What is needed: Scan the listing below. Copy each line that contains "dividend".

Input:
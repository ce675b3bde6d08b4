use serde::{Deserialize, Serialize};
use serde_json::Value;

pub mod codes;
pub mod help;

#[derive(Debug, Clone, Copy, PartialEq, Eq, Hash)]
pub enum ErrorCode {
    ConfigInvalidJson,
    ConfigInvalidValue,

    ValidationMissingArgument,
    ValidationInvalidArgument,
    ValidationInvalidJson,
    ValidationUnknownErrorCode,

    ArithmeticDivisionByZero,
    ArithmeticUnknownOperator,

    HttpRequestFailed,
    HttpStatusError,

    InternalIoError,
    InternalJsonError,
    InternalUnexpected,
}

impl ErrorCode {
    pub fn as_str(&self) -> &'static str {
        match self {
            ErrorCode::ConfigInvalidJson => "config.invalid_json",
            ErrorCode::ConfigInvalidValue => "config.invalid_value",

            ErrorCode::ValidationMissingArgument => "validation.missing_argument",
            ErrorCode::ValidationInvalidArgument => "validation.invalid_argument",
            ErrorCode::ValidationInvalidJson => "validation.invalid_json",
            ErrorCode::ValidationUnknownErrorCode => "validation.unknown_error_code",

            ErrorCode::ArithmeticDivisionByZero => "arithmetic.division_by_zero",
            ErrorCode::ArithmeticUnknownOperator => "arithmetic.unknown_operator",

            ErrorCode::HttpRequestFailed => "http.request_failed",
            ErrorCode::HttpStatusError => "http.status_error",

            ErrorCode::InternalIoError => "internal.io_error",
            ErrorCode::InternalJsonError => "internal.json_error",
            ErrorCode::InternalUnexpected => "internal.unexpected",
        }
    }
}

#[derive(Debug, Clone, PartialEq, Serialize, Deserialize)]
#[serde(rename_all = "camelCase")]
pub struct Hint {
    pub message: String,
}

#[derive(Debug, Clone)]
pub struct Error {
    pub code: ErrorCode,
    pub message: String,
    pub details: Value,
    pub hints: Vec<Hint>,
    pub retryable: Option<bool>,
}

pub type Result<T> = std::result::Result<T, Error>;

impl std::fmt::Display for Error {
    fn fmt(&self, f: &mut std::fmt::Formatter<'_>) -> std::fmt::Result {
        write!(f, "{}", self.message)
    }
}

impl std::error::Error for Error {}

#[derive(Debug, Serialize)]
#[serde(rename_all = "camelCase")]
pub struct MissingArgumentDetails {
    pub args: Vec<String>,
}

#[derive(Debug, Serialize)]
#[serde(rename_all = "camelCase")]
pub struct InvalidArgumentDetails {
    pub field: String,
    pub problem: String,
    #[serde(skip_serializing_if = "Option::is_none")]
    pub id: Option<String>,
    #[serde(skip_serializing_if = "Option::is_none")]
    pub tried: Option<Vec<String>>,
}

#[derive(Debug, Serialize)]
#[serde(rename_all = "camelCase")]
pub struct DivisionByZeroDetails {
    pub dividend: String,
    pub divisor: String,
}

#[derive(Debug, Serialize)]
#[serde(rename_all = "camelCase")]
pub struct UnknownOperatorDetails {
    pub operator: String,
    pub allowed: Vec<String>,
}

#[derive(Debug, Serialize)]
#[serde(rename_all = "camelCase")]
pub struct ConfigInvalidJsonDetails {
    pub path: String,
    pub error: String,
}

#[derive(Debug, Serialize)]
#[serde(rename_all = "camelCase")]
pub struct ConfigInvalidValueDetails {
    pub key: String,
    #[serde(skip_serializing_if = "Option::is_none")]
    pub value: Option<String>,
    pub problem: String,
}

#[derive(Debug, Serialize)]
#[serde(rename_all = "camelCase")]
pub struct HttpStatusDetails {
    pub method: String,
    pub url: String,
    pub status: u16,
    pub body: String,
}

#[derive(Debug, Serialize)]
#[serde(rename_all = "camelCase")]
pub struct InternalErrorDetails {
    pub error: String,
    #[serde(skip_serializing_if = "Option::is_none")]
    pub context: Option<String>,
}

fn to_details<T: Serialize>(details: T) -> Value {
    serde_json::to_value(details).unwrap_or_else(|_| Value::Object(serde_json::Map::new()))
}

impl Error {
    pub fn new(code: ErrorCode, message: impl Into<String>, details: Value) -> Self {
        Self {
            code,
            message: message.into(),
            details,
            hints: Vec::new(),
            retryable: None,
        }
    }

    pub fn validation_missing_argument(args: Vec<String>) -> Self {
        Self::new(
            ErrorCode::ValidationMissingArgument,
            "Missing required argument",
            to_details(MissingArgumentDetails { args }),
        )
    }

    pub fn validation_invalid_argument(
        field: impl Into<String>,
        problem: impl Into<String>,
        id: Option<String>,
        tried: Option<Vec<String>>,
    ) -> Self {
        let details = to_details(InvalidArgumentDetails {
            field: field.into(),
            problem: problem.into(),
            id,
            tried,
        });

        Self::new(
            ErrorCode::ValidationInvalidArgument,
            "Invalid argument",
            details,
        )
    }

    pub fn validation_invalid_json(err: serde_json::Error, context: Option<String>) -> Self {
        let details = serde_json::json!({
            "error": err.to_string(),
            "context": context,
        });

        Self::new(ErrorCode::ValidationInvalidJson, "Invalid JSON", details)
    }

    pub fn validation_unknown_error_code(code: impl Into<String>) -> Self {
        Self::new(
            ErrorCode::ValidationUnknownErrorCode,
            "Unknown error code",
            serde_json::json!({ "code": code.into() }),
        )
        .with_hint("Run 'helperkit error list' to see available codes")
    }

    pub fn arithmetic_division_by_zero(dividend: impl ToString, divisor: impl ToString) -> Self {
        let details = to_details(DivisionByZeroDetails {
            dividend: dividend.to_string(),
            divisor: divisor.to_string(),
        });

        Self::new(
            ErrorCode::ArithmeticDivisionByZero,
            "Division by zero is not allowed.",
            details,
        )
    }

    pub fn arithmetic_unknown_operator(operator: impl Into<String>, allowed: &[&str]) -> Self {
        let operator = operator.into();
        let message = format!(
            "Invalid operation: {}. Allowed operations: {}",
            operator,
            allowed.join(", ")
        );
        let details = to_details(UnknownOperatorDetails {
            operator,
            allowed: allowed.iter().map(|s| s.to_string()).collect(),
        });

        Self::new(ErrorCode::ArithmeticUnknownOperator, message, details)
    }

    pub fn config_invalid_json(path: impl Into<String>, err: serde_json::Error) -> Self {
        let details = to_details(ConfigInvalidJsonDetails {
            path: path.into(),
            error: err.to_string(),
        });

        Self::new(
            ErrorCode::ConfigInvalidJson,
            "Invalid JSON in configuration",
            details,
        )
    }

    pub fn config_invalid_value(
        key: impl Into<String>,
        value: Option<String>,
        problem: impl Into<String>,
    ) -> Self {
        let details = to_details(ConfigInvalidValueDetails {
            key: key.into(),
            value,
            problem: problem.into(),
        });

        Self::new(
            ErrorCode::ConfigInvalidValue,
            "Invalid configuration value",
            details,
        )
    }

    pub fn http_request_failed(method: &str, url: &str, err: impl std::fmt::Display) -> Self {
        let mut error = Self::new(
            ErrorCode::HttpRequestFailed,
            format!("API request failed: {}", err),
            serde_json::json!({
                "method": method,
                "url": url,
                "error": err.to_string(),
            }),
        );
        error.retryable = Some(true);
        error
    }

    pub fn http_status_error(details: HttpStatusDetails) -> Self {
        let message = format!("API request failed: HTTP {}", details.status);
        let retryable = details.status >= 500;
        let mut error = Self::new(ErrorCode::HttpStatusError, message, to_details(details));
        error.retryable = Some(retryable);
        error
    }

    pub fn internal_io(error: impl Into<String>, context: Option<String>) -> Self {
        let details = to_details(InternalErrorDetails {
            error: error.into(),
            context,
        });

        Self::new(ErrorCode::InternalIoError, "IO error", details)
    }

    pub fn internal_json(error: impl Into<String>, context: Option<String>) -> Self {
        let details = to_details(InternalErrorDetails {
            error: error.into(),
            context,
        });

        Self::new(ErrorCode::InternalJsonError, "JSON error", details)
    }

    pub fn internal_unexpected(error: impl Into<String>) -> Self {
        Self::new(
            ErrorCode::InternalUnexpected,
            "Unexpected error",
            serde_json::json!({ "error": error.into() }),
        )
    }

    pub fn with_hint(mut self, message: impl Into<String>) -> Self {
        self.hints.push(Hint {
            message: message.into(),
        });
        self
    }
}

Solution for this task:
    pub dividend: String,
    pub fn arithmetic_division_by_zero(dividend: impl ToString, divisor: impl ToString) -> Self {
            dividend: dividend.to_string(),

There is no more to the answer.